# Which ferry for Normandy and Brittany



## barryd (May 9, 2008)

I think I know the answer to this one but thought I would bounce it off the experts!

We are going to Normandy and Brittany and then all over Europe in June (all being well).

I am just wanting to book one way as I am not sure when and from where we will return

We want to start of visiting the Normandy Landing beaches so the logical choice seems to be Poole or Portsmouth to Cherbourg. Prices for my MH on the Brittany Ferries site are £190 and £205 respectively. There seems to be little difference in time so the fast ferry from Poole seems the best deal. 

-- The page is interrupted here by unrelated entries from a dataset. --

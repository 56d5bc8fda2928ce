use chrono::{DateTime, Local};
use log::{Level, LevelFilter, Metadata, Record};
use std::sync::{Arc, Mutex};

#[derive(Clone)]
pub struct LogEntry {
    pub timestamp: DateTime<Local>,
    pub level: Level,
    pub message: String,
}

/// Keeps recent log lines for the viewer's status area and echoes them to stderr
#[derive(Clone)]
pub struct AppLogger {
    entries: Arc<Mutex<Vec<LogEntry>>>,
    max_entries: usize,
    level: LevelFilter,
}

impl AppLogger {
    pub fn new(max_entries: usize, level: LevelFilter) -> Self {
        Self {
            entries: Arc::new(Mutex::new(Vec::new())),
            max_entries,
            level,
        }
    }

    pub fn init(self) -> Result<(), log::SetLoggerError> {
        let level = self.level;
        log::set_boxed_logger(Box::new(self))?;
        log::set_max_level(level);
        Ok(())
    }

    pub fn get_entries(&self) -> Vec<LogEntry> {
        self.entries
            .lock()
            .map(|entries| entries.clone())
            .unwrap_or_default()
    }

    pub fn latest_message(&self) -> Option<String> {
        self.entries
            .lock()
            .ok()?
            .last()
            .map(|entry| entry.message.clone())
    }
}

impl log::Log for AppLogger {
    fn enabled(&self, metadata: &Metadata) -> bool {
        metadata.level() <= self.level
    }

    fn log(&self, record: &Record) {
        if !self.enabled(record.metadata()) {
            return;
        }

        let entry = LogEntry {
            timestamp: Local::now(),
            level: record.level(),
            message: format!("{}", record.args()),
        };
        eprintln!(
            "{} {:<5} {}",
            entry.timestamp.format("%H:%M:%S%.3f"),
            entry.level,
            entry.message
        );

        let Ok(mut entries) = self.entries.lock() else {
            return;
        };
        entries.push(entry);

        // Keep only the most recent entries
        if entries.len() > self.max_entries {
            let excess = entries.len() - self.max_entries;
            entries.drain(0..excess);
        }
    }

    fn flush(&self) {}
}
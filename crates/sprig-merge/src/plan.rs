//! Three-way reconciliation of snapshots.

use std::collections::{BTreeMap, BTreeSet};

use tracing::debug;

use sprig_dag::Snapshot;
use sprig_store::ObjectStore;
use sprig_types::{Blob, ObjectId};

use crate::error::MergeResult;
use crate::markers::conflict_content;

/// How one path is resolved.
#[derive(Clone, Debug, PartialEq, Eq)]
pub enum Resolution {
    /// The current side's version stands (changed only here, changed the
    /// same way on both sides, or unchanged everywhere).
    KeepOurs,
    /// Only the other side changed the file; take its version.
    TakeTheirs(Blob),
    /// Only the other side changed the file, by deleting it.
    Delete,
    /// Both sides changed the file differently. `None` marks a deletion.
    Conflict {
        ours: Option<Blob>,
        theirs: Option<Blob>,
    },
}

/// Per-path resolutions for every file in any of the three snapshots.
#[derive(Clone, Debug, Default, PartialEq, Eq)]
pub struct MergePlan {
    resolutions: BTreeMap<String, Resolution>,
}

/// Result of applying a plan: the merged snapshot and what the working tree
/// must do to match it.
#[derive(Clone, Debug, Default, PartialEq, Eq)]
pub struct MergedTree {
    /// Snapshot for the merge commit.
    pub snapshot: Snapshot,
    /// Files to (over)write, with the blob holding their new content.
    pub writes: BTreeMap<String, Blob>,
    /// Tracked files to delete from the working tree.
    pub deletes: Vec<String>,
    /// Paths left with conflict markers.
    pub conflicts: Vec<String>,
}

fn id_of(blob: Option<&Blob>) -> Option<ObjectId> {
    blob.map(|b| b.id)
}

/// Decide every path in `ours`, `theirs` and `base`.
///
/// Blob identity is the content id; `None` stands for an absent file.
///
/// | ours vs base | theirs vs base | result |
/// |---|---|---|
/// | any | same as ours | keep ours |
/// | unchanged | changed | take theirs (or delete) |
/// | changed | unchanged | keep ours |
/// | changed | changed differently | conflict |
pub fn reconcile(ours: &Snapshot, theirs: &Snapshot, base: &Snapshot) -> MergePlan {
    let names: BTreeSet<&String> = ours.keys().chain(theirs.keys()).chain(base.keys()).collect();

    let resolutions = names
        .into_iter()
        .map(|name| {
            let a = ours.get(name);
            let b = theirs.get(name);
            let l = base.get(name);
            let resolution = if id_of(a) == id_of(b) || id_of(l) == id_of(b) {
                Resolution::KeepOurs
            } else if id_of(l) == id_of(a) {
                match b {
                    Some(blob) => Resolution::TakeTheirs(blob.clone()),
                    None => Resolution::Delete,
                }
            } else {
                Resolution::Conflict {
                    ours: a.cloned(),
                    theirs: b.cloned(),
                }
            };
            (name.clone(), resolution)
        })
        .collect();

    MergePlan { resolutions }
}

impl MergePlan {
    /// Every path with its resolution, sorted by path.
    pub fn resolutions(&self) -> &BTreeMap<String, Resolution> {
        &self.resolutions
    }

    pub fn resolution(&self, name: &str) -> Option<&Resolution> {
        self.resolutions.get(name)
    }

    pub fn has_conflicts(&self) -> bool {
        self.conflicts().next().is_some()
    }

    /// Paths that will be left with conflict markers.
    pub fn conflicts(&self) -> impl Iterator<Item = &str> {
        self.resolutions
            .iter()
            .filter(|(_, r)| matches!(r, Resolution::Conflict { .. }))
            .map(|(name, _)| name.as_str())
    }

    /// Paths whose working copy the merge will write.
    pub fn written_paths(&self) -> impl Iterator<Item = &str> {
        self.resolutions
            .iter()
            .filter(|(_, r)| matches!(r, Resolution::TakeTheirs(_) | Resolution::Conflict { .. }))
            .map(|(name, _)| name.as_str())
    }

    /// Build the merged snapshot on top of `ours`.
    ///
    /// Conflict marker content is written to `store` as a new blob whose
    /// revision is one past the highest revision of either side.
    pub fn materialize(&self, ours: &Snapshot, store: &dyn ObjectStore) -> MergeResult<MergedTree> {
        let mut tree = MergedTree {
            snapshot: ours.clone(),
            ..MergedTree::default()
        };

        for (name, resolution) in &self.resolutions {
            match resolution {
                Resolution::KeepOurs => {}
                Resolution::TakeTheirs(blob) => {
                    tree.snapshot.insert(name.clone(), blob.clone());
                    tree.writes.insert(name.clone(), blob.clone());
                }
                Resolution::Delete => {
                    tree.snapshot.remove(name);
                    tree.deletes.push(name.clone());
                }
                Resolution::Conflict { ours, theirs } => {
                    let ours_content = ours.as_ref().map(|b| store.get_blob(&b.id)).transpose()?;
                    let theirs_content = theirs.as_ref().map(|b| store.get_blob(&b.id)).transpose()?;
                    let content = conflict_content(ours_content.as_deref(), theirs_content.as_deref());

                    let id = store.put_blob(&content)?;
                    let revision = ours
                        .iter()
                        .chain(theirs.iter())
                        .map(Blob::next_revision)
                        .max()
                        .unwrap_or(1);
                    let blob = Blob::new(id, name.as_str(), revision);
                    debug!(file = %name, "conflict");

                    tree.snapshot.insert(name.clone(), blob.clone());
                    tree.writes.insert(name.clone(), blob);
                    tree.conflicts.push(name.clone());
                }
            }
        }

        Ok(tree)
    }
}
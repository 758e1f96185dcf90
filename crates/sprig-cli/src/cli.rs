use std::path::PathBuf;

use clap::{Args, Parser, Subcommand};

#[derive(Debug, Parser)]
#[command(name = "sprig", about = "sprig, a small content-addressed version control system", version)]
pub struct Cli {
    #[command(subcommand)]
    pub command: Command,

    /// Log debug events to stderr
    #[arg(short, long, global = true)]
    pub verbose: bool,
}

#[derive(Debug, Subcommand)]
pub enum Command {
    /// Create a repository in the current (or given) directory
    Init(InitArgs),
    /// Stage files for the next commit
    Add(AddArgs),
    /// Unstage a file, or stage its removal and delete it
    Rm(RmArgs),
    /// Record the staged changes
    Commit(CommitArgs),
    /// Show the current branch's history
    Log,
    /// Show every commit ever made
    GlobalLog,
    /// Print the ids of commits with the given message
    Find(FindArgs),
    /// Show branches, staged files and working-tree changes
    Status,
    /// Restore files or switch branches
    Checkout(CheckoutArgs),
    /// Create a branch at the current commit
    Branch(BranchArgs),
    /// Delete a branch pointer
    RmBranch(BranchArgs),
    /// Check out a commit and move the current branch to it
    Reset(ResetArgs),
    /// Merge a branch into the current branch
    Merge(MergeArgs),
    /// Register another repository's .sprig directory as a remote
    AddRemote(AddRemoteArgs),
    /// Forget a remote
    RmRemote(RmRemoteArgs),
    /// Copy a remote branch into <remote>/<branch>
    Fetch(RemoteBranchArgs),
    /// Send the current branch to a remote branch
    Push(RemoteBranchArgs),
    /// Fetch a remote branch and merge it
    Pull(RemoteBranchArgs),
}

#[derive(Debug, Args)]
pub struct InitArgs {
    pub path: Option<PathBuf>,
}

#[derive(Debug, Args)]
pub struct AddArgs {
    #[arg(required = true)]
    pub files: Vec<String>,
}

#[derive(Debug, Args)]
pub struct RmArgs {
    pub file: String,
}

#[derive(Debug, Args)]
pub struct CommitArgs {
    pub message: String,
}

#[derive(Debug, Args)]
pub struct FindArgs {
    pub message: String,
}

/// `checkout <branch>`, `checkout -- <file>` or `checkout <commit> -- <file>`.
#[derive(Debug, Args)]
pub struct CheckoutArgs {
    /// Branch name, or commit id when a file follows `--`
    pub target: Option<String>,
    #[arg(last = true)]
    pub file: Option<String>,
}

#[derive(Debug, Args)]
pub struct BranchArgs {
    pub name: String,
}

#[derive(Debug, Args)]
pub struct ResetArgs {
    pub commit: String,
}

#[derive(Debug, Args)]
pub struct MergeArgs {
    pub branch: String,
}

#[derive(Debug, Args)]
pub struct AddRemoteArgs {
    pub name: String,
    /// Path of the remote's .sprig directory
    pub path: PathBuf,
}

#[derive(Debug, Args)]
pub struct RmRemoteArgs {
    pub name: String,
}

#[derive(Debug, Args)]
pub struct RemoteBranchArgs {
    pub remote: String,
    pub branch: String,
}
//! Named references for sprig.
//!
//! Branches are mutable pointers to commit ids; exactly one of them is the
//! current branch. Remotes map a short name to the path of another store.
//! Both live in a [`RefTable`], a plain value that is persisted as part of
//! the repository state record.
//!
//! # Modules
//!
//! - [`error`]: Error types for ref operations
//! - [`names`]: Branch/remote name validation
//! - [`table`]: The [`RefTable`] itself

pub mod error;
pub mod names;
pub mod table;

pub use error::{RefError, Result};
pub use names::{tracking_branch_name, validate_branch_name, validate_remote_name};
pub use table::RefTable;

However I notice I can get a one way from Dover to Calais for £50 but then its a bit of a hike with tolls down to Normandy. Dover or Poole are equal distances from N Yorks.

What do you reckon? Are there any special deals or routes I dont know about?

Cheers
Barry


----------



## provencal (Nov 5, 2008)

Try LD Lines, Portsmouth - Le Havre or Newhaven - Dieppe.
Cheaper than BF. Mid week fares are best value.


----------



## bognormike (May 10, 2005)

Barry 

check out LD lines - Pompey - LeHavre? 
also somebody mentioned the Condor service - I think it normally runs from Poole to Cherbourg, but they said it runs on Sundays from Pompey to Cherbourg?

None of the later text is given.